## [REQUIRED WORK]
Find the line containing "pub use health::*;" in the entries below. Restate it and each line after it, word for word, up to and including the line containing "an expired item".

## [INPUT FOR THIS TASK]
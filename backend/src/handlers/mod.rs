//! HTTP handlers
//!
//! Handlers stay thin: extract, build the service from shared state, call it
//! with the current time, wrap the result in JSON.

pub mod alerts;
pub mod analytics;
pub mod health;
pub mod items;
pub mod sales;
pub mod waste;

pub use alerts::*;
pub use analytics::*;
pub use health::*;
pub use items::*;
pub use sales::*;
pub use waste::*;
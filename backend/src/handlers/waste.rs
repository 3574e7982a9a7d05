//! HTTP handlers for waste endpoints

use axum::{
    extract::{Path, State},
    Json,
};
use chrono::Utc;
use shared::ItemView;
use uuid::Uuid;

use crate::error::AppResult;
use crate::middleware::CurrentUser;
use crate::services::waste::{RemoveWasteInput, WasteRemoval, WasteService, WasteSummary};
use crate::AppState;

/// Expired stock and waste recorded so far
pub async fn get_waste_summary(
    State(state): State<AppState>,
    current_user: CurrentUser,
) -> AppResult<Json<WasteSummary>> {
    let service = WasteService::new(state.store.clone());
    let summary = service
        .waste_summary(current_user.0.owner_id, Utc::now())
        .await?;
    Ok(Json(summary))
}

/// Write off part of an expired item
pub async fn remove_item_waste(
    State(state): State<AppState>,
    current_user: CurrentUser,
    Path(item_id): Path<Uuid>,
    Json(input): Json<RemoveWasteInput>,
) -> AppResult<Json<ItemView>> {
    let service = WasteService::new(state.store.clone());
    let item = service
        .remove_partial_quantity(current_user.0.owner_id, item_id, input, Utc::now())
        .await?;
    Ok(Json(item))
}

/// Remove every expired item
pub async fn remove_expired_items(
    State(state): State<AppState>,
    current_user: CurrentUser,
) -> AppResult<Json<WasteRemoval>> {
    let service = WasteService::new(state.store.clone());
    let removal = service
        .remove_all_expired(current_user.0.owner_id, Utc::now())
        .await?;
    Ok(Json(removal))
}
--
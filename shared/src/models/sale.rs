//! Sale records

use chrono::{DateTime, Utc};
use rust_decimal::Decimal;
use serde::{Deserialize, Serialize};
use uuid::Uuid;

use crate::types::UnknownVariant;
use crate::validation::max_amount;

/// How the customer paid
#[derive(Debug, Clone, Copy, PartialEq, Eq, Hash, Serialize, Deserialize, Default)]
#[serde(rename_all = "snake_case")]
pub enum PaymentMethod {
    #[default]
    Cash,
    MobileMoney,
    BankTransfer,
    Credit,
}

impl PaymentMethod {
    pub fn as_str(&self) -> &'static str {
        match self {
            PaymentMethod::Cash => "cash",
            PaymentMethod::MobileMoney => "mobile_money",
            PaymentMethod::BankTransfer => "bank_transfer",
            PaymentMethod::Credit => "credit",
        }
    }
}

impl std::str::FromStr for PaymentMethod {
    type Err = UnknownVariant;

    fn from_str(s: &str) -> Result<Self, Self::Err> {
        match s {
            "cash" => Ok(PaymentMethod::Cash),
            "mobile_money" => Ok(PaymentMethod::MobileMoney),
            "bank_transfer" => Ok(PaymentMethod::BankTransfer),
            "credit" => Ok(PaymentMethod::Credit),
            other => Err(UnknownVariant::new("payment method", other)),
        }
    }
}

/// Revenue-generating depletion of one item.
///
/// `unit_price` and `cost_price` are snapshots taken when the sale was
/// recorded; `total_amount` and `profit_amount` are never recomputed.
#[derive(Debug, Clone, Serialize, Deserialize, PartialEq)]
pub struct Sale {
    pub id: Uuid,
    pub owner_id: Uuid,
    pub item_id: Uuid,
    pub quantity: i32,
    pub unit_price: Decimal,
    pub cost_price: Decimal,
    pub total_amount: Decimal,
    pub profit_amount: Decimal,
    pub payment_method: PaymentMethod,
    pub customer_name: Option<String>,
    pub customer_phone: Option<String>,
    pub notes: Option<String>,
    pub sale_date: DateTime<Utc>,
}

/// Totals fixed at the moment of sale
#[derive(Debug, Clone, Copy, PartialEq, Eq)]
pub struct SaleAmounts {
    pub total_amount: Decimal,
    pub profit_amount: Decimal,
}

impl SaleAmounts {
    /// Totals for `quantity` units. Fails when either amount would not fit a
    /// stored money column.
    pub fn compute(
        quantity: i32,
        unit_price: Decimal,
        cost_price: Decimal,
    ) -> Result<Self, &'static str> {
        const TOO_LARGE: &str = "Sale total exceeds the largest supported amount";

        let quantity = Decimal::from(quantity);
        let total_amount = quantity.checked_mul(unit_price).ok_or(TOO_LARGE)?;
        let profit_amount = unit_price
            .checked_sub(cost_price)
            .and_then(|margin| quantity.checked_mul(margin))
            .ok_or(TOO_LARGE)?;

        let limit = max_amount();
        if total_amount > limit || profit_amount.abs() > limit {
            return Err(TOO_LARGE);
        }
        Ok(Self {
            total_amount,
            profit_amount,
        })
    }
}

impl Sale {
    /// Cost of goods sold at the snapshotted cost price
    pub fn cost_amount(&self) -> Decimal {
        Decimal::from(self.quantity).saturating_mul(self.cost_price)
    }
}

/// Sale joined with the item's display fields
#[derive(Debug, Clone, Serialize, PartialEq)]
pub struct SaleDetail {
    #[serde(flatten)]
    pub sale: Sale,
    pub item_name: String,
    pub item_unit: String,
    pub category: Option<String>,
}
* * *
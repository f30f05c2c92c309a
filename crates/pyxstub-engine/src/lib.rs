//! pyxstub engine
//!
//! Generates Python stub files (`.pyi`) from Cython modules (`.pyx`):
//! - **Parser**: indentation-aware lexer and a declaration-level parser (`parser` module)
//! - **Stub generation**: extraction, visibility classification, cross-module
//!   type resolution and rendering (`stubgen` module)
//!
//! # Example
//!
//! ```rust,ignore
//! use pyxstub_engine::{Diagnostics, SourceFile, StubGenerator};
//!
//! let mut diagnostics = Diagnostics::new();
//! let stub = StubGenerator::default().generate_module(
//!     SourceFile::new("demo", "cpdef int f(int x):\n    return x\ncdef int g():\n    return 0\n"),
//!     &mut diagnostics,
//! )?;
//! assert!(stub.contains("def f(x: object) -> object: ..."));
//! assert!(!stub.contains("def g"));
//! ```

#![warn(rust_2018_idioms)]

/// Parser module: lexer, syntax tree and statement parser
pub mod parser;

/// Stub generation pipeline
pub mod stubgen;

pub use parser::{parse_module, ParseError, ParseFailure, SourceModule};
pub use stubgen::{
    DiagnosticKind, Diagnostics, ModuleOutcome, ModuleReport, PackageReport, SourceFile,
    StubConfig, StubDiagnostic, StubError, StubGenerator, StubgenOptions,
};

## [EXPECTED ANSWER]
pub use health::*;
pub use items::*;
pub use sales::*;
pub use waste::*;
filename backend/src/handlers/waste.rs
repository 3574e7982a9a7d05
//! HTTP handlers for waste endpoints

use axum::{
    extract::{Path, State},
    Json,
};
use chrono::Utc;
use shared::ItemView;
use uuid::Uuid;

use crate::error::AppResult;
use crate::middleware::CurrentUser;
use crate::services::waste::{RemoveWasteInput, WasteRemoval, WasteService, WasteSummary};
use crate::AppState;

/// Expired stock and waste recorded so far
pub async fn get_waste_summary(
    State(state): State<AppState>,
    current_user: CurrentUser,
) -> AppResult<Json<WasteSummary>> {
    let service = WasteService::new(state.store.clone());
    let summary = service
        .waste_summary(current_user.0.owner_id, Utc::now())
        .await?;
    Ok(Json(summary))
}

/// Write off part of an expired item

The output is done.